What you will do: Given the entries that follow, write out exactly the lines starting at the one containing "Ok(self.server.fetch(self.id)?.ball_count)" and ending at the one containing "let mut proxy", both ends included, and only those.

Exercise input:

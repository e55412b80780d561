//! Proxy: a local stand-in for a gumball machine that lives on a (simulated) remote server.

use crate::domain::model::DemoKind;
use crate::domain::ports::Demo;
use crate::utils::error::{PatternError, Result};
use std::io::Write;
use std::sync::{Mutex, MutexGuard, OnceLock};
use std::thread;
use std::time::{Duration, Instant};

pub trait GumballMachineRecord {
    fn id(&self) -> u32;
    fn ball_count(&self) -> Result<u32>;
    fn set_ball_count(&mut self, ball_count: u32) -> Result<()>;
    fn location(&self) -> Result<String>;
}

#[derive(Debug, Clone, PartialEq, Eq)]
pub struct RemoteGumballMachine {
    id: u32,
    ball_count: u32,
    location: String,
}

impl RemoteGumballMachine {
    pub fn new(id: u32, ball_count: u32, location: impl Into<String>) -> Self {
        Self {
            id,
            ball_count,
            location: location.into(),
        }
    }
}

impl GumballMachineRecord for RemoteGumballMachine {
    fn id(&self) -> u32 {
        self.id
    }

    fn ball_count(&self) -> Result<u32> {
        Ok(self.ball_count)
    }

    fn set_ball_count(&mut self, ball_count: u32) -> Result<()> {
        self.ball_count = ball_count;
        Ok(())
    }

    fn location(&self) -> Result<String> {
        Ok(self.location.clone())
    }
}

/// In-memory stand-in for the remote service. Every call blocks for `latency` first; there is
/// no timeout or cancellation.
#[derive(Debug)]
pub struct Server {
    machines: Mutex<Vec<RemoteGumballMachine>>,
    latency: Duration,
}

impl Server {
    pub fn with_latency(latency: Duration) -> Self {
        Self {
            machines: Mutex::new(vec![
                RemoteGumballMachine::new(45, 200, "Allen Street 35a"),
                RemoteGumballMachine::new(32, 10, "Ann Street 10"),
                RemoteGumballMachine::new(11, 180, "Forsyth Street 75c"),
                RemoteGumballMachine::new(15, 127, "Irving Place 105"),
            ]),
            latency,
        }
    }

    /// The process-wide server. The first caller fixes its latency.
    pub fn global(latency: Duration) -> &'static Server {
        static SERVER: OnceLock<Server> = OnceLock::new();
        SERVER.get_or_init(|| Server::with_latency(latency))
    }

    pub fn latency(&self) -> Duration {
        self.latency
    }

    fn round_trip(&self) -> MutexGuard<'_, Vec<RemoteGumballMachine>> {
        thread::sleep(self.latency);
        self.machines
            .lock()
            .unwrap_or_else(|poisoned| poisoned.into_inner())
    }

    pub fn fetch(&self, id: u32) -> Result<RemoteGumballMachine> {
        let started = Instant::now();
        let machines = self.round_trip();
        let machine = machines
            .iter()
            .find(|machine| machine.id == id)
            .cloned()
            .ok_or(PatternError::MachineNotFound { id })?;
        tracing::debug!(id, elapsed = ?started.elapsed(), "fetched remote gumball machine");
        Ok(machine)
    }

    pub fn update_ball_count(&self, id: u32, ball_count: u32) -> Result<()> {
        let mut machines = self.round_trip();
        let machine = machines
            .iter_mut()
            .find(|machine| machine.id == id)
            .ok_or(PatternError::MachineNotFound { id })?;
        machine.ball_count = ball_count;
        tracing::debug!(id, ball_count, "updated remote gumball machine");
        Ok(())
    }
}

/// Holds only the id; every read or write goes to the server.
pub struct GumballMachineProxy<'a> {
    id: u32,
    server: &'a Server,
}

impl<'a> GumballMachineProxy<'a> {
    pub fn new(id: u32, server: &'a Server) -> Self {
        Self { id, server }
    }
}

impl GumballMachineRecord for GumballMachineProxy<'_> {
    fn id(&self) -> u32 {
        self.id
    }

    fn ball_count(&self) -> Result<u32> {
        Ok(self.server.fetch(self.id)?.ball_count)
    }

    fn set_ball_count(&mut self, ball_count: u32) -> Result<()> {
        self.server.update_ball_count(self.id, ball_count)
    }

    fn location(&self) -> Result<String> {
        Ok(self.server.fetch(self.id)?.location)
    }
}

pub struct Executor {
    machine_id: u32,
    new_ball_count: u32,
    latency: Duration,
}

impl Executor {
    pub fn new(machine_id: u32, new_ball_count: u32, latency: Duration) -> Self {
        Self {
            machine_id,
            new_ball_count,
            latency,
        }
    }
}

impl Demo for Executor {
    fn kind(&self) -> DemoKind {
        DemoKind::Proxy
    }

    fn run(&self, out: &mut dyn Write) -> Result<()> {
        let server = Server::global(self.latency);
        let mut proxy = GumballMachineProxy::new(self.machine_id, server);

        writeln!(out, "{}", proxy.ball_count()?)?;
        writeln!(out, "Machine {} is at {}", proxy.id(), proxy.location()?)?;

        proxy.set_ball_count(self.new_ball_count)?;
        writeln!(out, "Ball count after update: {}", proxy.ball_count()?)?;
        Ok(())
    }
}
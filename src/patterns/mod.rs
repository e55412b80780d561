// One module per pattern demo. Modules never depend on each other.

pub mod adapter;
pub mod command;
pub mod composite;
pub mod decorator;
pub mod facade;
pub mod factory_method;
pub mod iterator;
pub mod observer;
pub mod proxy;
pub mod singleton;
pub mod state;
pub mod strategy;
pub mod template_method;
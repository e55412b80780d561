use crate::core::Demo;
use crate::utils::error::Result;
use std::io::Write;
use std::time::Instant;

pub struct DemoRunner {
    demo: Box<dyn Demo>,
}

impl DemoRunner {
    pub fn new(demo: Box<dyn Demo>) -> Self {
        Self { demo }
    }

    pub fn run(&self, out: &mut dyn Write) -> Result<()> {
        let kind = self.demo.kind();
        let span = tracing::info_span!("demo", name = %kind);
        let _guard = span.enter();

        tracing::info!("Starting {} demo", kind);
        let started = Instant::now();

        writeln!(out, "=== {} ===", kind.pattern_name())?;
        let result = self.demo.run(out);
        out.flush()?;

        match &result {
            Ok(()) => tracing::info!(elapsed = ?started.elapsed(), "{} demo finished", kind),
            Err(e) => tracing::error!(elapsed = ?started.elapsed(), "{} demo failed: {}", kind, e),
        }
        result
    }
}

Task solution:
        Ok(self.server.fetch(self.id)?.ball_count)
    }

    fn set_ball_count(&mut self, ball_count: u32) -> Result<()> {
        self.server.update_ball_count(self.id, ball_count)
    }

    fn location(&self) -> Result<String> {
        Ok(self.server.fetch(self.id)?.location)
    }
}

pub struct Executor {
    machine_id: u32,
    new_ball_count: u32,
    latency: Duration,
}

impl Executor {
    pub fn new(machine_id: u32, new_ball_count: u32, latency: Duration) -> Self {
        Self {
            machine_id,
            new_ball_count,
            latency,
        }
    }
}

impl Demo for Executor {
    fn kind(&self) -> DemoKind {
        DemoKind::Proxy
    }

    fn run(&self, out: &mut dyn Write) -> Result<()> {
        let server = Server::global(self.latency);
        let mut proxy = GumballMachineProxy::new(self.machine_id, server);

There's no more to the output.